Born in Mumbai, Rohan scored 100 per cent in mathematics, 100 per cent in physics, 100 per cent in computer science and 98 per cent in English, becoming the highest scorer in the history of the Indian Certificate of Secondary Education (ICSE) examinations.
Private tuition classes have no place in Rohan\'s study mantra, defying a trend among a majority of Indian families.
His parents, who have been in Dubai for 18 years, are naturally overjoyed but say they were more elated when he got through both Stanford and Yale universities in the US.

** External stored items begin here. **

//! `/users` CRUD.
//!
//! Users are exposed as `{"Id": 1, "Name": "Alice"}`. Create and rename take
//! the new name either as a bare JSON string (`"Alice"`) or as
//! `{"name": "Alice"}`.

use axum::extract::rejection::JsonRejection;
use axum::extract::{Path, State};
use axum::Json;
use serde::Deserialize;
use serde_json::{json, Value};
use shop_core::{UserSummary, ValidationError};
use tracing::info;

use super::parse_id;
use crate::error::{ApiError, ApiResult};
use crate::AppState;

/// Accepted bodies for create and rename.
#[derive(Debug, Deserialize)]
#[serde(untagged)]
pub enum NameBody {
    Bare(String),
    Object { name: String },
}

impl NameBody {
    /// The trimmed name, rejecting blanks.
    fn into_name(self) -> Result<String, ValidationError> {
        let name = match self {
            NameBody::Bare(name) | NameBody::Object { name } => name,
        };

        let name = name.trim();
        if name.is_empty() {
            return Err(ValidationError::Required {
                field: "Name".to_string(),
            });
        }
        Ok(name.to_string())
    }
}

/// `GET /users`
pub async fn list_users(State(state): State<AppState>) -> ApiResult<Json<Vec<UserSummary>>> {
    let users = state.db.users().list().await?;
    Ok(Json(users.into_iter().map(UserSummary::from).collect()))
}

/// `GET /users/:id`
pub async fn get_user(
    State(state): State<AppState>,
    Path(raw_id): Path<String>,
) -> ApiResult<Json<UserSummary>> {
    let id = parse_id("User", &raw_id)?;

    let user = state
        .db
        .users()
        .get_by_id(id)
        .await?
        .ok_or_else(|| ApiError::not_found("User", id))?;

    Ok(Json(user.into()))
}

/// `POST /users`
pub async fn create_user(
    State(state): State<AppState>,
    body: Result<Json<NameBody>, JsonRejection>,
) -> ApiResult<Json<UserSummary>> {
    let Json(body) = body?;
    let name = body.into_name()?;

    let user = state.db.users().create(&name).await?;
    info!(id = user.id, "User created");

    Ok(Json(user.into()))
}

/// `PUT /users/:id`
pub async fn rename_user(
    State(state): State<AppState>,
    Path(raw_id): Path<String>,
    body: Result<Json<NameBody>, JsonRejection>,
) -> ApiResult<Json<UserSummary>> {
    let id = parse_id("User", &raw_id)?;
    let Json(body) = body?;
    let name = body.into_name()?;

    if !state.db.users().rename(id, &name).await? {
        return Err(ApiError::not_found("User", id));
    }
    info!(id, "User renamed");

    Ok(Json(UserSummary { id, name }))
}

/// `DELETE /users/:id`
pub async fn delete_user(
    State(state): State<AppState>,
    Path(raw_id): Path<String>,
) -> ApiResult<Json<Value>> {
    let id = parse_id("User", &raw_id)?;

    if !state.db.users().delete(id).await? {
        return Err(ApiError::not_found("User", id));
    }
    info!(id, "User deleted");

    Ok(Json(json!({})))
}

#[cfg(test)]
mod tests {
    use axum::http::StatusCode;
    use serde_json::json;

    use crate::test_support::{send, test_router};

    #[tokio::test]
    async fn test_create_with_bare_string() {
        let (router, _) = test_router().await;

        let (status, body) = send(&router, "POST", "/users", Some(json!("Alice"))).await;
        assert_eq!(status, StatusCode::OK);
        assert_eq!(body["Name"], "Alice");
        assert!(body["Id"].as_i64().unwrap() > 0);
    }

    #[tokio::test]
    async fn test_create_with_object() {
        let (router, _) = test_router().await;

        let (status, body) =
            send(&router, "POST", "/users", Some(json!({"name": "  Bob "}))).await;
        assert_eq!(status, StatusCode::OK);
        assert_eq!(body["Name"], "Bob");
    }

    #[tokio::test]
    async fn test_create_rejects_blank_and_malformed() {
        let (router, state) = test_router().await;

        let (status, body) = send(&router, "POST", "/users", Some(json!("   "))).await;
        assert_eq!(status, StatusCode::BAD_REQUEST);
        assert_eq!(body["code"], "VALIDATION_ERROR");
        assert_eq!(body["message"], "Name cannot be empty");

        let (status, body) = send(&router, "POST", "/users", Some(json!(42))).await;
        assert_eq!(status, StatusCode::BAD_REQUEST);
        assert_eq!(body["code"], "VALIDATION_ERROR");

        assert_eq!(state.db.users().count().await.unwrap(), 0);
    }

    #[tokio::test]
    async fn test_list_and_get() {
        let (router, state) = test_router().await;
        let alice = state.db.users().create("Alice").await.unwrap();
        state.db.users().create("Bob").await.unwrap();

        let (status, body) = send(&router, "GET", "/users", None).await;
        assert_eq!(status, StatusCode::OK);
        assert_eq!(body.as_array().unwrap().len(), 2);
        assert_eq!(body[1]["Name"], "Bob");

        let (status, body) = send(&router, "GET", &format!("/users/{}", alice.id), None).await;
        assert_eq!(status, StatusCode::OK);
        assert_eq!(body, json!({"Id": alice.id, "Name": "Alice"}));
    }

    #[tokio::test]
    async fn test_get_missing_or_non_numeric_is_404() {
        let (router, _) = test_router().await;

        let (status, body) = send(&router, "GET", "/users/999", None).await;
        assert_eq!(status, StatusCode::NOT_FOUND);
        assert_eq!(body["code"], "NOT_FOUND");

        let (status, _) = send(&router, "GET", "/users/abc", None).await;
        assert_eq!(status, StatusCode::NOT_FOUND);
    }

    #[tokio::test]
    async fn test_rename() {
        let (router, state) = test_router().await;
        let bob = state.db.users().create("Bob").await.unwrap();
        let uri = format!("/users/{}", bob.id);

        let (status, body) = send(&router, "PUT", &uri, Some(json!("Robert"))).await;
        assert_eq!(status, StatusCode::OK);
        assert_eq!(body, json!({"Id": bob.id, "Name": "Robert"}));

        let (status, _) = send(&router, "PUT", "/users/999", Some(json!("Nobody"))).await;
        assert_eq!(status, StatusCode::NOT_FOUND);

        let (status, _) = send(&router, "PUT", &uri, Some(json!(""))).await;
        assert_eq!(status, StatusCode::BAD_REQUEST);
    }

    #[tokio::test]
    async fn test_delete() {
        let (router, state) = test_router().await;
        let bob = state.db.users().create("Bob").await.unwrap();
        let uri = format!("/users/{}", bob.id);

        let (status, body) = send(&router, "DELETE", &uri, None).await;
        assert_eq!(status, StatusCode::OK);
        assert_eq!(body, json!({}));

        let (status, _) = send(&router, "DELETE", &uri, None).await;
        assert_eq!(status, StatusCode::NOT_FOUND);
    }
}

"We were not that concerned about marks. He has been topping in school every year with 98 per cent. My elation was higher when he got through Stanford and Yale. Only later when we realised that he had topped ICSE across the world, then of course we were very happy," said his mother Sandhya Sampath.

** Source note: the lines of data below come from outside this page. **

//! # Handler Errors
//!
//! Every handler returns [`ApiResult`]. Failures render as JSON with the
//! status taken from the code:
//!
//! ```text
//! DbError::NotFound, unknown id ....... 404 NOT_FOUND
//! ValidationError, bad JSON body ...... 400 VALIDATION_ERROR
//! DbError::UniqueViolation ............ 409 CONFLICT
//! any other DbError ................... 500 DATABASE_ERROR
//! hashing failure ..................... 500 INTERNAL
//! ```

use axum::extract::rejection::JsonRejection;
use axum::http::StatusCode;
use axum::response::{IntoResponse, Response};
use axum::Json;
use serde::Serialize;
use shop_core::{CoreError, ValidationError};
use shop_db::DbError;

/// Error body returned by every failing endpoint.
///
/// ```json
/// {
///   "code": "NOT_FOUND",
///   "message": "User not found: 7"
/// }
/// ```
#[derive(Debug, Clone, Serialize)]
pub struct ApiError {
    pub code: ErrorCode,
    /// Shown to the user as-is.
    pub message: String,
}

/// Stable error identifiers. Clients branch on these, never on `message`.
#[derive(Debug, Clone, Copy, PartialEq, Eq, Serialize)]
#[serde(rename_all = "SCREAMING_SNAKE_CASE")]
pub enum ErrorCode {
    NotFound,
    ValidationError,
    /// Username already registered.
    Conflict,
    DatabaseError,
    Internal,
}

impl ErrorCode {
    pub fn status(self) -> StatusCode {
        match self {
            ErrorCode::NotFound => StatusCode::NOT_FOUND,
            ErrorCode::ValidationError => StatusCode::BAD_REQUEST,
            ErrorCode::Conflict => StatusCode::CONFLICT,
            ErrorCode::DatabaseError | ErrorCode::Internal => StatusCode::INTERNAL_SERVER_ERROR,
        }
    }
}

impl ApiError {
    pub fn new(code: ErrorCode, message: impl Into<String>) -> Self {
        ApiError {
            code,
            message: message.into(),
        }
    }

    pub fn not_found(resource: &str, id: impl std::fmt::Display) -> Self {
        ApiError::new(
            ErrorCode::NotFound,
            format!("{} not found: {}", resource, id),
        )
    }

    pub fn validation(message: impl Into<String>) -> Self {
        ApiError::new(ErrorCode::ValidationError, message)
    }

    pub fn conflict(message: impl Into<String>) -> Self {
        ApiError::new(ErrorCode::Conflict, message)
    }

    pub fn internal(message: impl Into<String>) -> Self {
        ApiError::new(ErrorCode::Internal, message)
    }
}

/// Store failures other than "missing" and "taken" are logged here and
/// reach the client as a generic 500.
impl From<DbError> for ApiError {
    fn from(err: DbError) -> Self {
        let public = match &err {
            DbError::NotFound { entity, id } => return ApiError::not_found(entity, id),
            DbError::UniqueViolation { field, value } => {
                return ApiError::conflict(format!("{} '{}' already exists", field, value));
            }
            DbError::PoolExhausted => "Database is busy, try again",
            DbError::ConnectionFailed(_) | DbError::MigrationFailed(_) => "Database unavailable",
            DbError::QueryFailed(_) | DbError::Internal(_) => "Database operation failed",
        };
        tracing::error!(error = %err, "Users store failure");
        ApiError::new(ErrorCode::DatabaseError, public)
    }
}

impl From<CoreError> for ApiError {
    fn from(err: CoreError) -> Self {
        match err {
            CoreError::ProductNotFound(id) => ApiError::not_found("Product", id),
            CoreError::Qr(e) => ApiError::validation(e.to_string()),
            CoreError::Validation(e) => ApiError::validation(e.to_string()),
        }
    }
}

impl From<ValidationError> for ApiError {
    fn from(err: ValidationError) -> Self {
        ApiError::validation(err.to_string())
    }
}

/// Malformed or missing JSON bodies.
impl From<JsonRejection> for ApiError {
    fn from(rejection: JsonRejection) -> Self {
        ApiError::validation(rejection.body_text())
    }
}

impl IntoResponse for ApiError {
    fn into_response(self) -> Response {
        (self.code.status(), Json(self)).into_response()
    }
}

impl std::fmt::Display for ApiError {
    fn fmt(&self, f: &mut std::fmt::Formatter<'_>) -> std::fmt::Result {
        write!(f, "{} {:?}: {}", self.code.status().as_u16(), self.code, self.message)
    }
}

impl std::error::Error for ApiError {}

/// Result type for handlers.
pub type ApiResult<T> = Result<T, ApiError>;

#[cfg(test)]
mod tests {
    use super::*;

    #[test]
    fn test_status_per_code() {
        assert_eq!(ApiError::not_found("User", 7).code.status(), StatusCode::NOT_FOUND);
        assert_eq!(ApiError::validation("x").code.status(), StatusCode::BAD_REQUEST);
        assert_eq!(ApiError::conflict("x").code.status(), StatusCode::CONFLICT);
        assert_eq!(
            ApiError::internal("x").code.status(),
            StatusCode::INTERNAL_SERVER_ERROR
        );
    }

    #[test]
    fn test_db_error_mapping() {
        let err = ApiError::from(DbError::duplicate("users.username", "ana"));
        assert_eq!(err.code, ErrorCode::Conflict);
        assert_eq!(err.message, "users.username 'ana' already exists");

        let err = ApiError::from(DbError::QueryFailed("syntax error".to_string()));
        assert_eq!(err.code, ErrorCode::DatabaseError);
        assert_eq!(err.message, "Database operation failed");

        let err = ApiError::from(DbError::not_found("User", 7));
        assert_eq!(err.code, ErrorCode::NotFound);
        assert_eq!(err.message, "User not found: 7");
        assert_eq!(err.to_string(), "404 NotFound: User not found: 7");
    }

    #[test]
    fn test_serialized_shape() {
        let json = serde_json::to_value(ApiError::not_found("User", 7)).unwrap();
        assert_eq!(
            json,
            serde_json::json!({"code": "NOT_FOUND", "message": "User not found: 7"})
        );
    }
}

Rohan has chosen to attend Stanford University and study either economics or engineering.
Private tuition classes have no place in Rohan's study mantra, defying a trend among a majority of Indian families.
"I've been an opponent of tuitions. Teachers in school have been instrumental in my success. I look at private tuitions as an insult to my teachers as I trust them completely," said Rohan.

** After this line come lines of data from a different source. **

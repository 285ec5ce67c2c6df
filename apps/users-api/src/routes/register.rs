//! `POST /api/register`
//!
//! ## Flow
//! ```text
//! RegistrationRequest (JSON, snake_case)
//!      │
//!      ▼
//! validate_request ──── fails ──► 400 VALIDATION_ERROR
//!      │
//!      ▼
//! username taken? ───── yes ────► 409 CONFLICT
//!      │
//!      ▼
//! argon2 hash password, keep card last 4 digits only
//!      │
//!      ▼
//! users.register ─────────────► 200 {user_id, supermarket_public_key}
//! ```

use argon2::password_hash::rand_core::OsRng;
use argon2::password_hash::SaltString;
use argon2::{Argon2, PasswordHasher};
use axum::extract::rejection::JsonRejection;
use axum::extract::State;
use axum::Json;
use shop_core::validation::validate_request;
use shop_core::{CardNumber, RegistrationRequest, RegistrationResponse};
use shop_db::NewAccount;
use tracing::{info, warn};

use crate::error::{ApiError, ApiResult};
use crate::AppState;

pub async fn register(
    State(state): State<AppState>,
    body: Result<Json<RegistrationRequest>, JsonRejection>,
) -> ApiResult<Json<RegistrationResponse>> {
    let Json(request) = body?;

    if let Err(e) = validate_request(&request) {
        warn!(field = e.field(), "Registration rejected");
        return Err(e.into());
    }

    let users = state.db.users();
    if users.get_by_username(&request.username).await?.is_some() {
        return Err(ApiError::conflict(format!(
            "Username '{}' is already taken",
            request.username
        )));
    }

    let card = CardNumber::parse(&request.credit_card)?;
    let account = NewAccount {
        name: request.name,
        username: request.username,
        email: request.email,
        password_hash: hash_password(&request.password)?,
        card_last4: card.last4().to_string(),
        rsa_public_key: request.rsa_public_key,
        ec_public_key: request.ec_public_key,
    };

    let user = users.register(account).await?;
    info!(id = user.id, "Account registered");

    Ok(Json(RegistrationResponse {
        user_id: user.id.to_string(),
        supermarket_public_key: state.supermarket_public_key.to_string(),
    }))
}

/// PHC-formatted argon2id hash with a fresh salt.
fn hash_password(password: &str) -> ApiResult<String> {
    let salt = SaltString::generate(&mut OsRng);

    let hash = Argon2::default()
        .hash_password(password.as_bytes(), &salt)
        .map_err(|e| ApiError::internal(format!("Failed to hash password: {}", e)))?;

    Ok(hash.to_string())
}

"I think the hours spent in tuitions should be spent in studying yourself with focus or on extra-curricular activities," he added.
Contrary to the image of a topper, Rohan doesn't believe in studying long hours or cramming either. In fact, the teenager was busy organising an international debate competition in his school just a week before his exams.
"We were hosting the Modern World Debates, which saw teams coming from the UK, India, Qatar and Singapore. It was a responsibility we had to fulfill," said the bespectacled youngster who is also the president of the school debating society.
He might not have been worried, but his mother sure was anxious.
"Believe me, I was very worried but we had no choice," Sandhya told IANS, adding that Rohan is a good tennis player and swimmer as well.
Rohan's school principal Darryl Bloud too is all praises for him. "Rohan Sampath has re-defined the word 'full potential' by raising the bar at Modern High with his phenomenal achievement at the ISC Examinations 2012. We salute this outstanding member of the Modern community," Bloud said in a statement.
Despite having grown up in Dubai all along, Rohan says he has a special connect with India. Recalling his holidays with grandparents to teaching underprivileged children in Mumbai as a volunteer for an NGO called Aakansha last year, Rohan hopes he can return to his country some day.
"I have always wanted to return to India after my education.
On adjusting to life in India, he said: "I don't think it will be that tough. I don't find much difference between me and kids my age in India except that we don't talk much Hindi.
He credits his parents' upbringing and his school for inculcating in him "the Indian value system with a global perspective".
Rohan's parents originally hail from Tamil Nadu but they too were brought up outside their home state. His mother, who worked as an IT manager with Emirates Airlines till last year, was brought up in Mumbai. And his father, an independent consultant in the banking sector, grew up in Pune.
Rohan's success has suddenly shifted the spotlight to the thousands of Indian expat children around the world who study and compete with their Indian counterparts for top honours at school level.